Your objective: From the entries that follow, report every line in which "CrashSource" occurs.

Data under study:

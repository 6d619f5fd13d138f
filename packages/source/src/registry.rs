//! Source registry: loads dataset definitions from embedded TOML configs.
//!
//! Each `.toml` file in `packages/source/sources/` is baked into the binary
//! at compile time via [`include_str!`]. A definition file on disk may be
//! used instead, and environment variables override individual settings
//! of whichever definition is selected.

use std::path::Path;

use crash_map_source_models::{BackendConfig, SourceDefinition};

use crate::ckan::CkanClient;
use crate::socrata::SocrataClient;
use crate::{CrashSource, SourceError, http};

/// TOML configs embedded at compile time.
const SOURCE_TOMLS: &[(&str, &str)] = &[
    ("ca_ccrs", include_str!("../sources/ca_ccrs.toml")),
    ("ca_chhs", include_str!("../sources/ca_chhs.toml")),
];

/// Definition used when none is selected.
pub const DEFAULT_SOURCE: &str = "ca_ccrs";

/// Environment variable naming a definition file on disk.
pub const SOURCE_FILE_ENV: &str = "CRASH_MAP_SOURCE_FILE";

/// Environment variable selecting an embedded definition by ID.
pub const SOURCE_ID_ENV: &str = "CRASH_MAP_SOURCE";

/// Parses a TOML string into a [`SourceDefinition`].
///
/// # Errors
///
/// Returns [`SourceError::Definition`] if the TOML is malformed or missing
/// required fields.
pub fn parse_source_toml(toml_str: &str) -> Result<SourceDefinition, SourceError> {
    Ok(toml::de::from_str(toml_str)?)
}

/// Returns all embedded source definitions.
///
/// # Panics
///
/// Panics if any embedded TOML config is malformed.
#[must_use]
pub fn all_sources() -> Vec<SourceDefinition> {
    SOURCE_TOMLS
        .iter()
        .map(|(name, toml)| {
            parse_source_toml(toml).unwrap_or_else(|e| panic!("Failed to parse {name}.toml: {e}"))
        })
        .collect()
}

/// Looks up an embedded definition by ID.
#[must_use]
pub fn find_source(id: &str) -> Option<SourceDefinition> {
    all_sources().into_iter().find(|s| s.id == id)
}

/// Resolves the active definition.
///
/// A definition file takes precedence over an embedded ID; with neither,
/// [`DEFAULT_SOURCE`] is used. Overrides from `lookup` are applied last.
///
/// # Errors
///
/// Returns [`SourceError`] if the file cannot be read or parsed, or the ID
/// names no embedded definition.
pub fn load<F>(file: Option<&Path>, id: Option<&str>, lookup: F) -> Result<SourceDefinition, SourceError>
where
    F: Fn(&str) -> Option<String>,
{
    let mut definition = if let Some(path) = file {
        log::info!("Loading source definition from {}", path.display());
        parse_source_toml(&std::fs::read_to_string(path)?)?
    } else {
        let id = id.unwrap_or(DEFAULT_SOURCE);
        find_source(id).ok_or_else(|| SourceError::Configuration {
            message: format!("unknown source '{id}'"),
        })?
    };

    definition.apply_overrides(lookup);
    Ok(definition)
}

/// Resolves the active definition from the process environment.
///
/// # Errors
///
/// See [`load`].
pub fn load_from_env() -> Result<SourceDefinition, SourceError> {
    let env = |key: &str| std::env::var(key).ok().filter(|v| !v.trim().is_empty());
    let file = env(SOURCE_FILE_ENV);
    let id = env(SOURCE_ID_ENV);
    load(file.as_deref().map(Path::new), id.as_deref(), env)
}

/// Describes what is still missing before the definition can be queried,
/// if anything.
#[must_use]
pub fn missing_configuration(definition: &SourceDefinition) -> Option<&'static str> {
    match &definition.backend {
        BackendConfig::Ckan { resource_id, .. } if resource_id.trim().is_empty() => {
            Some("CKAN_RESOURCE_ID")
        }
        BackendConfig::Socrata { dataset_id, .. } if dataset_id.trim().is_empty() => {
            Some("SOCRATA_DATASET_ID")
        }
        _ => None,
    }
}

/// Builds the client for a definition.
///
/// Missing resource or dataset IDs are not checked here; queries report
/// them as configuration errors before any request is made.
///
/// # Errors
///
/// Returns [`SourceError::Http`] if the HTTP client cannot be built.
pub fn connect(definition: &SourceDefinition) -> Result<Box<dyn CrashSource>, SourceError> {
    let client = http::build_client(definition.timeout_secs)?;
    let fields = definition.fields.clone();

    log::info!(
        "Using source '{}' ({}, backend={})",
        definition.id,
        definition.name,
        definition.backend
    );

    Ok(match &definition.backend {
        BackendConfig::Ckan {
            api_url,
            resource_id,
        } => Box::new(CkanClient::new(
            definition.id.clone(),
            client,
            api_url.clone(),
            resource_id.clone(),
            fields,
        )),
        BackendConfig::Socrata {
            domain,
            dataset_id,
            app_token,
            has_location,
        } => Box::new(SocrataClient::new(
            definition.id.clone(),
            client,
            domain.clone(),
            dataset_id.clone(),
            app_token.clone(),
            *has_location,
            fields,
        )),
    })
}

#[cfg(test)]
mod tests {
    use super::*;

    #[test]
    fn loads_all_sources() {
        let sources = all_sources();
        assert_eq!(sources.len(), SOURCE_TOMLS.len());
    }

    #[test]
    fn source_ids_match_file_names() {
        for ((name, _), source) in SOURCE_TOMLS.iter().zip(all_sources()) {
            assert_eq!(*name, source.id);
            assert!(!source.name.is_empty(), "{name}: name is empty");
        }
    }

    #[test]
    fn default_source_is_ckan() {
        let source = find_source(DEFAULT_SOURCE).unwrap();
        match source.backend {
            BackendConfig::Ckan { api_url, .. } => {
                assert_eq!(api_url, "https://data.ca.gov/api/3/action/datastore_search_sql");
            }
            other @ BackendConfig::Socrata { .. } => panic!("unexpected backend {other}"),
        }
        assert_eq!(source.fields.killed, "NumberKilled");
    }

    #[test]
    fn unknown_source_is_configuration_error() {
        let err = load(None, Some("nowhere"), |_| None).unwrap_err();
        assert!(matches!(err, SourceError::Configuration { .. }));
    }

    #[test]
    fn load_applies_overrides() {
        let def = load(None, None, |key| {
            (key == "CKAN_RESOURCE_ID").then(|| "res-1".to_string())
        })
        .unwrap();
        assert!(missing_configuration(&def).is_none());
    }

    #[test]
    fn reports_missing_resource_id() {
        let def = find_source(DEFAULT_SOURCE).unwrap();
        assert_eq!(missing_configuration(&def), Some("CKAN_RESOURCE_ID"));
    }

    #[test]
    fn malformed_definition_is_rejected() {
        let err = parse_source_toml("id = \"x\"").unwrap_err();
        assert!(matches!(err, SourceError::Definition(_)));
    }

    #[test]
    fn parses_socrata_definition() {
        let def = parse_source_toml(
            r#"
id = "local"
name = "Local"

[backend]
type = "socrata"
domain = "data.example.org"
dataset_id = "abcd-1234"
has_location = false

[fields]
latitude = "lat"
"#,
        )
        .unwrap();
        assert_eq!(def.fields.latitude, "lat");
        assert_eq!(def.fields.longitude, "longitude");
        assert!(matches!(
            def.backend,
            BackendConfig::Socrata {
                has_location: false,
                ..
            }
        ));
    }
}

Answer to the exercise:
use crate::{CrashSource, SourceError, http};
pub fn connect(definition: &SourceDefinition) -> Result<Box<dyn CrashSource>, SourceError> {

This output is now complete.